[Collected data entries]
════════

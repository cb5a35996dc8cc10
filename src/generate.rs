use crate::aiming::SignalCatalog;
use crate::conditions::ConditionFilter;
use crate::network::{Dir, ElementDir, ModuleId, Network, RefKind};
use crate::route::Route;
use crate::search::{RouteSearch, SearchContext};
use crate::signal::RouteClass;
use log::*;
use std::collections::HashMap;

/// Options of one generation run.
#[derive(Debug, Clone)]
pub struct GeneratorConfig {
    pub classes: Vec<RouteClass>,
    /// Keep every path to a target signal instead of the first one found.
    pub alternative_paths: bool,
    pub flank_protection: bool,
    /// Number routes that share start and end signal.
    pub numbering: bool,
}

impl Default for GeneratorConfig {
    fn default() -> Self {
        GeneratorConfig {
            classes: vec![RouteClass::Train],
            alternative_paths: false,
            flank_protection: false,
            numbering: false,
        }
    }
}

pub struct Generated {
    pub routes: Vec<Route>,
    /// Matrix rows and columns that have to be added to signals for the routes.
    pub catalog: SignalCatalog,
}

fn is_start(net: &Network, class: RouteClass, at: ElementDir) -> bool {
    if class.starts_at_entry_points() && net.reference_point(at, RefKind::EntryPoint).is_some() {
        return true;
    }
    match net.signal(at) {
        Some(signal) if signal.is_route_start_for(class.mask()) => {
            if net.reference_point(at, RefKind::Signal).is_some() {
                true
            } else {
                warn!(
                    "Element {} has a signal but no signal reference point. No {} routes are generated from {}.",
                    net.describe(at),
                    class,
                    signal
                );
                false
            }
        }
        _ => false,
    }
}

/// Routes of the requested classes starting in the given module, in discovery order.
pub fn generate(
    net: &Network,
    module: ModuleId,
    config: &GeneratorConfig,
    conditions: &dyn ConditionFilter,
) -> Generated {
    let _h = hprof::enter("generate");
    let mut ctx = SearchContext::new(config.flank_protection);
    let mut routes = Vec::new();

    for class in config.classes.iter().copied() {
        let _h = hprof::enter("search");
        let mut search = RouteSearch::new(net, class, config, conditions);
        let before = routes.len();
        for element in net.modules[module].elements.iter().copied() {
            for dir in Dir::both() {
                let at = ElementDir::new(element, dir);
                if is_start(net, class, at) {
                    routes.extend(search.routes_from(&mut ctx, at));
                }
            }
        }
        info!(
            "{} {} routes in module {}",
            routes.len() - before,
            search.class(),
            net.modules[module].name
        );
    }

    if config.numbering {
        number_routes(&mut routes);
    }

    let deleted = &net.modules[module].deleted_routes;
    routes.retain(|r| {
        if deleted.contains(&r.name) {
            info!("Route {} is on the deletion list", r.name);
            false
        } else {
            true
        }
    });

    Generated {
        routes,
        catalog: ctx.catalog,
    }
}

/// Appends " (1)", " (2)", ... to the names of signal-started routes of a class that share
/// start and end.
pub fn number_routes(routes: &mut [Route]) {
    let mut counts = HashMap::new();
    for r in routes.iter().filter(|r| r.starts_at_signal) {
        *counts.entry((r.class, r.start.clone(), r.end.clone())).or_insert(0) += 1;
    }
    let mut next = HashMap::new();
    for r in routes.iter_mut().filter(|r| r.starts_at_signal) {
        let key = (r.class, r.start.clone(), r.end.clone());
        if counts.get(&key).copied().unwrap_or(0) > 1 {
            let n = next.entry(key).or_insert(0);
            *n += 1;
            r.name = format!("{} ({})", r.name, n);
        }
    }
}

#[cfg(test)]
mod tests {
    use super::*;
    use crate::conditions::NoConditions;
    use crate::testnet::*;

    const TRAIN: u8 = 4;
    const SHUNTING: u8 = 2;

    /// Signals in both directions on a short line with an entry point at each end.
    fn line() -> Network {
        let mut m = ModuleBuilder::new("A");
        m.line(&[1, 2, 3, 4], 50.0);
        m.at(2)
            .signal(Dir::Forward, main_signal("2", TRAIN | SHUNTING, &[60.0]))
            .signal(Dir::Backward, main_signal("2R", TRAIN, &[60.0]));
        m.at(3)
            .signal(Dir::Forward, main_signal("3", TRAIN | SHUNTING, &[60.0]))
            .signal(Dir::Backward, main_signal("3R", TRAIN, &[60.0]));
        m.refpoint(1, 1, Dir::Forward, RefKind::EntryPoint)
            .refpoint(2, 2, Dir::Forward, RefKind::Signal)
            .refpoint(3, 3, Dir::Forward, RefKind::Signal)
            .refpoint(12, 2, Dir::Backward, RefKind::Signal)
            .refpoint(13, 3, Dir::Backward, RefKind::Signal)
            .refpoint(4, 4, Dir::Backward, RefKind::EntryPoint);
        m.deleted_route("S 3R -> S 2R");
        build(vec![m])
    }

    fn names(generated: &Generated) -> Vec<&str> {
        generated.routes.iter().map(|r| r.name.as_str()).collect()
    }

    #[test]
    fn both_directions_with_deletion_list() {
        let net = line();
        let generated = generate(&net, 0, &GeneratorConfig::default(), &NoConditions);
        assert_eq!(
            names(&generated),
            vec!["Aufgleispunkt -> S 2", "S 2 -> S 3", "Aufgleispunkt -> S 3R"]
        );
    }

    #[test]
    fn classes_in_requested_order() {
        let net = line();
        let config = GeneratorConfig {
            classes: vec![RouteClass::Shunting, RouteClass::Train],
            ..Default::default()
        };
        let generated = generate(&net, 0, &config, &NoConditions);
        let classes = generated.routes.iter().map(|r| r.class).collect::<Vec<_>>();
        assert_eq!(
            classes,
            vec![
                RouteClass::Shunting,
                RouteClass::Shunting,
                RouteClass::Train,
                RouteClass::Train,
                RouteClass::Train
            ]
        );
        assert_eq!(names(&generated)[..2], ["Aufgleispunkt -> S 2", "S 2 -> S 3"]);
    }

    #[test]
    fn numbering_of_parallel_routes() {
        let mut m = ModuleBuilder::new("A");
        for nr in 1..=7 {
            m.element(nr, 10.0);
        }
        m.link(1, 2).link(2, 3).link(2, 5).link(3, 4).link(5, 6).link(6, 4).link(4, 7);
        m.at(1).signal(Dir::Forward, main_signal("1", TRAIN, &[80.0]));
        m.at(7).signal(Dir::Forward, main_signal("7", TRAIN, &[80.0]));
        m.refpoint(1, 1, Dir::Forward, RefKind::Signal)
            .refpoint(7, 7, Dir::Forward, RefKind::Signal)
            .refpoint(20, 2, Dir::Forward, RefKind::Switch)
            .refpoint(40, 4, Dir::Backward, RefKind::Switch);
        m.deleted_route("S 1 -> S 7 (2)");
        let net = build(vec![m]);

        let config = GeneratorConfig {
            alternative_paths: true,
            numbering: true,
            ..Default::default()
        };
        let generated = generate(&net, 0, &config, &NoConditions);
        assert_eq!(names(&generated), vec!["S 1 -> S 7 (1)"]);

        let config = GeneratorConfig {
            alternative_paths: true,
            ..Default::default()
        };
        let generated = generate(&net, 0, &config, &NoConditions);
        assert_eq!(names(&generated), vec!["S 1 -> S 7", "S 1 -> S 7"]);
    }
}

════════

Your assignment:
Once you have read the data, copy all of it out exactly.

Response to the exercise:
repository cb5a35996dc8cc10
filename src/generate.rs
use crate::aiming::SignalCatalog;
use crate::conditions::ConditionFilter;
use crate::network::{Dir, ElementDir, ModuleId, Network, RefKind};
use crate::route::Route;
use crate::search::{RouteSearch, SearchContext};
use crate::signal::RouteClass;
use log::*;
use std::collections::HashMap;

/// Options of one generation run.
#[derive(Debug, Clone)]
pub struct GeneratorConfig {
    pub classes: Vec<RouteClass>,
    /// Keep every path to a target signal instead of the first one found.
    pub alternative_paths: bool,
    pub flank_protection: bool,
    /// Number routes that share start and end signal.
    pub numbering: bool,
}

impl Default for GeneratorConfig {
    fn default() -> Self {
        GeneratorConfig {
            classes: vec![RouteClass::Train],
            alternative_paths: false,
            flank_protection: false,
            numbering: false,
        }
    }
}

pub struct Generated {
    pub routes: Vec<Route>,
    /// Matrix rows and columns that have to be added to signals for the routes.
    pub catalog: SignalCatalog,
}

fn is_start(net: &Network, class: RouteClass, at: ElementDir) -> bool {
    if class.starts_at_entry_points() && net.reference_point(at, RefKind::EntryPoint).is_some() {
        return true;
    }
    match net.signal(at) {
        Some(signal) if signal.is_route_start_for(class.mask()) => {
            if net.reference_point(at, RefKind::Signal).is_some() {
                true
            } else {
                warn!(
                    "Element {} has a signal but no signal reference point. No {} routes are generated from {}.",
                    net.describe(at),
                    class,
                    signal
                );
                false
            }
        }
        _ => false,
    }
}

/// Routes of the requested classes starting in the given module, in discovery order.
pub fn generate(
    net: &Network,
    module: ModuleId,
    config: &GeneratorConfig,
    conditions: &dyn ConditionFilter,
) -> Generated {
    let _h = hprof::enter("generate");
    let mut ctx = SearchContext::new(config.flank_protection);
    let mut routes = Vec::new();

    for class in config.classes.iter().copied() {
        let _h = hprof::enter("search");
        let mut search = RouteSearch::new(net, class, config, conditions);
        let before = routes.len();
        for element in net.modules[module].elements.iter().copied() {
            for dir in Dir::both() {
                let at = ElementDir::new(element, dir);
                if is_start(net, class, at) {
                    routes.extend(search.routes_from(&mut ctx, at));
                }
            }
        }
        info!(
            "{} {} routes in module {}",
            routes.len() - before,
            search.class(),
            net.modules[module].name
        );
    }

    if config.numbering {
        number_routes(&mut routes);
    }

    let deleted = &net.modules[module].deleted_routes;
    routes.retain(|r| {
        if deleted.contains(&r.name) {
            info!("Route {} is on the deletion list", r.name);
            false
        } else {
            true
        }
    });

    Generated {
        routes,
        catalog: ctx.catalog,
    }
}

/// Appends " (1)", " (2)", ... to the names of signal-started routes of a class that share
/// start and end.
pub fn number_routes(routes: &mut [Route]) {
    let mut counts = HashMap::new();
    for r in routes.iter().filter(|r| r.starts_at_signal) {
        *counts.entry((r.class, r.start.clone(), r.end.clone())).or_insert(0) += 1;
    }
    let mut next = HashMap::new();
    for r in routes.iter_mut().filter(|r| r.starts_at_signal) {
        let key = (r.class, r.start.clone(), r.end.clone());
        if counts.get(&key).copied().unwrap_or(0) > 1 {
            let n = next.entry(key).or_insert(0);
            *n += 1;
            r.name = format!("{} ({})", r.name, n);
        }
    }
}

#[cfg(test)]
mod tests {
    use super::*;
    use crate::conditions::NoConditions;
    use crate::testnet::*;

    const TRAIN: u8 = 4;
    const SHUNTING: u8 = 2;

    /// Signals in both directions on a short line with an entry point at each end.
    fn line() -> Network {
        let mut m = ModuleBuilder::new("A");
        m.line(&[1, 2, 3, 4], 50.0);
        m.at(2)
            .signal(Dir::Forward, main_signal("2", TRAIN | SHUNTING, &[60.0]))
            .signal(Dir::Backward, main_signal("2R", TRAIN, &[60.0]));
        m.at(3)
            .signal(Dir::Forward, main_signal("3", TRAIN | SHUNTING, &[60.0]))
            .signal(Dir::Backward, main_signal("3R", TRAIN, &[60.0]));
        m.refpoint(1, 1, Dir::Forward, RefKind::EntryPoint)
            .refpoint(2, 2, Dir::Forward, RefKind::Signal)
            .refpoint(3, 3, Dir::Forward, RefKind::Signal)
            .refpoint(12, 2, Dir::Backward, RefKind::Signal)
            .refpoint(13, 3, Dir::Backward, RefKind::Signal)
            .refpoint(4, 4, Dir::Backward, RefKind::EntryPoint);
        m.deleted_route("S 3R -> S 2R");
        build(vec![m])
    }

    fn names(generated: &Generated) -> Vec<&str> {
        generated.routes.iter().map(|r| r.name.as_str()).collect()
    }

    #[test]
    fn both_directions_with_deletion_list() {
        let net = line();
        let generated = generate(&net, 0, &GeneratorConfig::default(), &NoConditions);
        assert_eq!(
            names(&generated),
            vec!["Aufgleispunkt -> S 2", "S 2 -> S 3", "Aufgleispunkt -> S 3R"]
        );
    }

    #[test]
    fn classes_in_requested_order() {
        let net = line();
        let config = GeneratorConfig {
            classes: vec![RouteClass::Shunting, RouteClass::Train],
            ..Default::default()
        };
        let generated = generate(&net, 0, &config, &NoConditions);
        let classes = generated.routes.iter().map(|r| r.class).collect::<Vec<_>>();
        assert_eq!(
            classes,
            vec![
                RouteClass::Shunting,
                RouteClass::Shunting,
                RouteClass::Train,
                RouteClass::Train,
                RouteClass::Train
            ]
        );
        assert_eq!(names(&generated)[..2], ["Aufgleispunkt -> S 2", "S 2 -> S 3"]);
    }

    #[test]
    fn numbering_of_parallel_routes() {
        let mut m = ModuleBuilder::new("A");
        for nr in 1..=7 {
            m.element(nr, 10.0);
        }
        m.link(1, 2).link(2, 3).link(2, 5).link(3, 4).link(5, 6).link(6, 4).link(4, 7);
        m.at(1).signal(Dir::Forward, main_signal("1", TRAIN, &[80.0]));
        m.at(7).signal(Dir::Forward, main_signal("7", TRAIN, &[80.0]));
        m.refpoint(1, 1, Dir::Forward, RefKind::Signal)
            .refpoint(7, 7, Dir::Forward, RefKind::Signal)
            .refpoint(20, 2, Dir::Forward, RefKind::Switch)
            .refpoint(40, 4, Dir::Backward, RefKind::Switch);
        m.deleted_route("S 1 -> S 7 (2)");
        let net = build(vec![m]);

        let config = GeneratorConfig {
            alternative_paths: true,
            numbering: true,
            ..Default::default()
        };
        let generated = generate(&net, 0, &config, &NoConditions);
        assert_eq!(names(&generated), vec!["S 1 -> S 7 (1)"]);

        let config = GeneratorConfig {
            alternative_paths: true,
            ..Default::default()
        };
        let generated = generate(&net, 0, &config, &NoConditions);
        assert_eq!(names(&generated), vec!["S 1 -> S 7", "S 1 -> S 7"]);
    }
}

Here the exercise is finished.